* What is needed:
Going down the listing below, print exactly each line from the one with "fn play(&mut self)" up to and including the one with "if let Err(e)", and skip the rest.

[Data records Boundary: Start]

//! Redis test helpers
//!
//! Tests use a real Redis if one is reachable and skip otherwise. Each
//! connection gets a unique key prefix, and `cleanup` removes everything
//! written under it.
//!
//! # Example
//!
//! ```rust,ignore
//! let Some(redis) = TestRedis::connect().await else {
//!     eprintln!("Skipping test: Redis not available");
//!     return;
//! };
//! let store = RedisCredentialStore::with_prefix(redis.conn(), redis.namespace());
//! // ...
//! redis.cleanup().await.unwrap();
//! ```

#![allow(dead_code)]

use std::sync::atomic::{AtomicU64, Ordering};
use std::time::{SystemTime, UNIX_EPOCH};

use redis::AsyncCommands;

/// Default Redis URL for testing
pub const TEST_REDIS_URL: &str = "redis://127.0.0.1:6379";

/// Test key prefix to avoid collisions with real data
pub const TEST_KEY_PREFIX: &str = "keypool:test:";

/// Counter for generating unique test namespaces
static TEST_COUNTER: AtomicU64 = AtomicU64::new(0);

pub struct TestRedis {
    conn: redis::aio::ConnectionManager,
    namespace: String,
}

impl TestRedis {
    /// Connect to the default test Redis, or `None` if it is unavailable
    pub async fn connect() -> Option<Self> {
        let url = std::env::var("REDIS_URL").unwrap_or_else(|_| TEST_REDIS_URL.to_string());
        Self::connect_with_url(&url).await
    }

    pub async fn connect_with_url(url: &str) -> Option<Self> {
        let client = redis::Client::open(url).ok()?;
        let conn = client.get_connection_manager().await.ok()?;

        let timestamp = SystemTime::now()
            .duration_since(UNIX_EPOCH)
            .unwrap()
            .as_millis();
        let counter = TEST_COUNTER.fetch_add(1, Ordering::SeqCst);
        let namespace = format!("{}{}_{}", TEST_KEY_PREFIX, timestamp, counter);

        Some(Self { conn, namespace })
    }

    pub fn conn(&self) -> redis::aio::ConnectionManager {
        self.conn.clone()
    }

    /// Key prefix for stores created in this test
    pub fn namespace(&self) -> &str {
        &self.namespace
    }

    /// Delete every key under this test's namespace
    pub async fn cleanup(&self) -> redis::RedisResult<()> {
        let mut conn = self.conn.clone();
        let keys: Vec<String> = conn.keys(format!("{}:*", self.namespace)).await?;
        if !keys.is_empty() {
            conn.del::<_, ()>(keys).await?;
        }
        Ok(())
    }
}
//! Interactive control loop
//!
//! Text protocol over any `BufRead`/`Write` pair: a four-option menu, the
//! "add item" prompt sequence, playback and renderer switching. Session state
//! (playlist and player) lives here and nowhere else.

use std::io::{BufRead, Write};

use mmp_common::config::OutputFormat;
use mmp_common::{Feature, SourceKind};
use tracing::{debug, info, warn};

use crate::console::ConsoleSink;
use crate::error::{Error, Result};
use crate::item::{Group, Playable};
use crate::player::Player;
use crate::processing::FeatureSet;
use crate::renderer::Renderer;
use crate::request::ItemRequest;
use crate::source;

/// Name of the top-level playlist
pub const MAIN_PLAYLIST: &str = "Main Playlist";

/// Main menu selection
#[derive(Debug, Clone, Copy, PartialEq, Eq)]
pub enum MenuChoice {
    AddItem,
    Play,
    SwitchRenderer,
    Exit,
    /// Numeric but not on the menu
    Unknown(i64),
}

impl MenuChoice {
    /// Parse the main prompt answer; non-numeric input is an error
    pub fn parse(input: &str) -> Result<Self> {
        let trimmed = input.trim();
        let number: i64 = trimmed
            .parse()
            .map_err(|_| Error::InvalidMenuChoice(trimmed.to_string()))?;
        Ok(match number {
            1 => MenuChoice::AddItem,
            2 => MenuChoice::Play,
            3 => MenuChoice::SwitchRenderer,
            4 => MenuChoice::Exit,
            other => MenuChoice::Unknown(other),
        })
    }
}

/// Whether the loop keeps going after a menu action
#[derive(Debug, Clone, Copy, PartialEq, Eq)]
pub enum Flow {
    Continue,
    Exit,
}

/// One interactive session
pub struct Session<R: BufRead, W: Write> {
    input: R,
    output: W,
    playlist: Group,
    player: Player,
    format: OutputFormat,
}

impl<R: BufRead, W: Write> Session<R, W> {
    pub fn new(input: R, output: W, renderer: Renderer, format: OutputFormat) -> Self {
        Self {
            input,
            output,
            playlist: Group::new(MAIN_PLAYLIST),
            player: Player::new(renderer),
            format,
        }
    }

    pub fn playlist(&self) -> &Group {
        &self.playlist
    }

    pub fn player(&self) -> &Player {
        &self.player
    }

    /// Consume the session, returning the output writer
    pub fn into_output(self) -> W {
        self.output
    }

    /// Run until the user picks "Exit"
    pub fn run(&mut self) -> Result<()> {
        info!("Session started (renderer: {})", self.player.renderer());
        loop {
            if self.step()? == Flow::Exit {
                break;
            }
        }
        info!(
            "Session finished: {} item(s), {} play request(s)",
            self.playlist.leaf_count(),
            self.player.plays_completed()
        );
        Ok(())
    }

    /// Show the menu, read one choice and carry it out
    pub fn step(&mut self) -> Result<Flow> {
        self.show_menu()?;
        let choice = MenuChoice::parse(&self.read_menu_line()?)?;
        debug!("Menu choice: {:?}", choice);

        let outcome = match choice {
            MenuChoice::AddItem => self.add_item(),
            MenuChoice::Play => self.play(),
            MenuChoice::SwitchRenderer => self.switch_renderer(),
            MenuChoice::Exit => {
                writeln!(self.output, "Exiting Modular Media Player. Goodbye!")?;
                self.output.flush()?;
                return Ok(Flow::Exit);
            }
            MenuChoice::Unknown(n) => {
                debug!("Unknown menu option {}", n);
                writeln!(self.output, "Invalid option. Please choose between 1 and 4.")?;
                Ok(())
            }
        };

        match outcome {
            Ok(()) => {}
            Err(e) if e.is_recoverable() => self.report(&e)?,
            Err(e) => return Err(e),
        }
        self.output.flush()?;
        Ok(Flow::Continue)
    }

    fn show_menu(&mut self) -> Result<()> {
        writeln!(self.output)?;
        writeln!(self.output, " === Modular Media Player Menu === ")?;
        writeln!(self.output, "1. Add a new media item to playlist")?;
        writeln!(self.output, "2. Play current playlist")?;
        writeln!(
            self.output,
            "3. Switch renderer (Current: {})",
            self.player.renderer()
        )?;
        writeln!(self.output, "4. Exit")?;
        self.prompt("Choose an option (1-4): ")
    }

    /// Read the main prompt answer, skipping blank lines
    fn read_menu_line(&mut self) -> Result<String> {
        loop {
            let line = self.read_line()?;
            if !line.trim().is_empty() {
                return Ok(line);
            }
        }
    }

    /// Prompt sequence for a new leaf; appends it to the playlist
    fn add_item(&mut self) -> Result<()> {
        self.prompt("Enter media source type (local/hls/api): ")?;
        let kind = ItemRequest::parse_kind(&self.read_line()?)?;

        self.prompt(origin_prompt(kind))?;
        let origin = self.read_line()?;
        // Fail before the remaining questions are asked
        source::validate_origin(kind, &origin)?;

        let cache = kind.is_remote() && self.confirm("Enable proxy caching for this source?")?;

        let mut features = FeatureSet::none();
        for feature in Feature::all_variants() {
            let enabled = self.confirm(feature_question(*feature))?;
            features.set(*feature, enabled);
        }

        let leaf = ItemRequest::new(kind, origin)
            .cached(cache)
            .with_features(features)
            .build()?;
        self.playlist.add(leaf);

        writeln!(self.output, "Media item added successfully!")?;
        Ok(())
    }

    /// Play the whole playlist; a failure aborts only this request
    fn play(&mut self) -> Result<()> {
        if self.playlist.is_empty() {
            return Err(Error::EmptyPlaylist);
        }

        let mut sink = ConsoleSink::new(&mut self.output, self.format);
        let result = self.player.play(&mut self.playlist, &mut sink);
        if let Err(e) = result {
            warn!("Play request aborted after {} event(s): {}", sink.written(), e);
            writeln!(self.output, "Playback aborted: {}", e)?;
        }
        Ok(())
    }

    fn switch_renderer(&mut self) -> Result<()> {
        let renderer = self.player.toggle_renderer();
        writeln!(self.output, "Switched to {} renderer.", renderer)?;
        Ok(())
    }

    /// Tell the user about a recoverable error
    fn report(&mut self, err: &Error) -> Result<()> {
        debug!("Recovered: {}", err);
        match err {
            Error::InvalidSourceKind(_) => writeln!(self.output, "Invalid source type.")?,
            Error::EmptyPlaylist => {
                writeln!(self.output, "Playlist is empty. Please add media first.")?
            }
            other => writeln!(self.output, "{}", other)?,
        }
        Ok(())
    }

    /// Ask a y/n question; anything starting with "y" is yes
    fn confirm(&mut self, question: &str) -> Result<bool> {
        self.prompt(&format!("{} (y/n): ", question))?;
        let answer = self.read_line()?;
        Ok(answer.trim().to_lowercase().starts_with('y'))
    }

    fn prompt(&mut self, text: &str) -> Result<()> {
        write!(self.output, "{}", text)?;
        self.output.flush()?;
        Ok(())
    }

    /// Read one line without its terminator
    fn read_line(&mut self) -> Result<String> {
        let mut line = String::new();
        if self.input.read_line(&mut line)? == 0 {
            return Err(Error::InputClosed);
        }
        Ok(line.trim_end_matches(&['\r', '\n'][..]).to_string())
    }
}

fn origin_prompt(kind: SourceKind) -> &'static str {
    match kind {
        SourceKind::Local => "Enter file name: ",
        SourceKind::Hls => "Enter stream URL: ",
        SourceKind::Api => "Enter API endpoint: ",
    }
}

fn feature_question(feature: Feature) -> &'static str {
    match feature {
        Feature::Subtitles => "Add subtitles feature?",
        Feature::Equalizer => "Add audio equalizer feature?",
        Feature::Watermark => "Add watermark feature?",
    }
}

[Data records Boundary: End]

* Exercise answer:
    fn play(&mut self) -> Result<()> {
        if self.playlist.is_empty() {
            return Err(Error::EmptyPlaylist);
        }

        let mut sink = ConsoleSink::new(&mut self.output, self.format);
        let result = self.player.play(&mut self.playlist, &mut sink);
        if let Err(e) = result {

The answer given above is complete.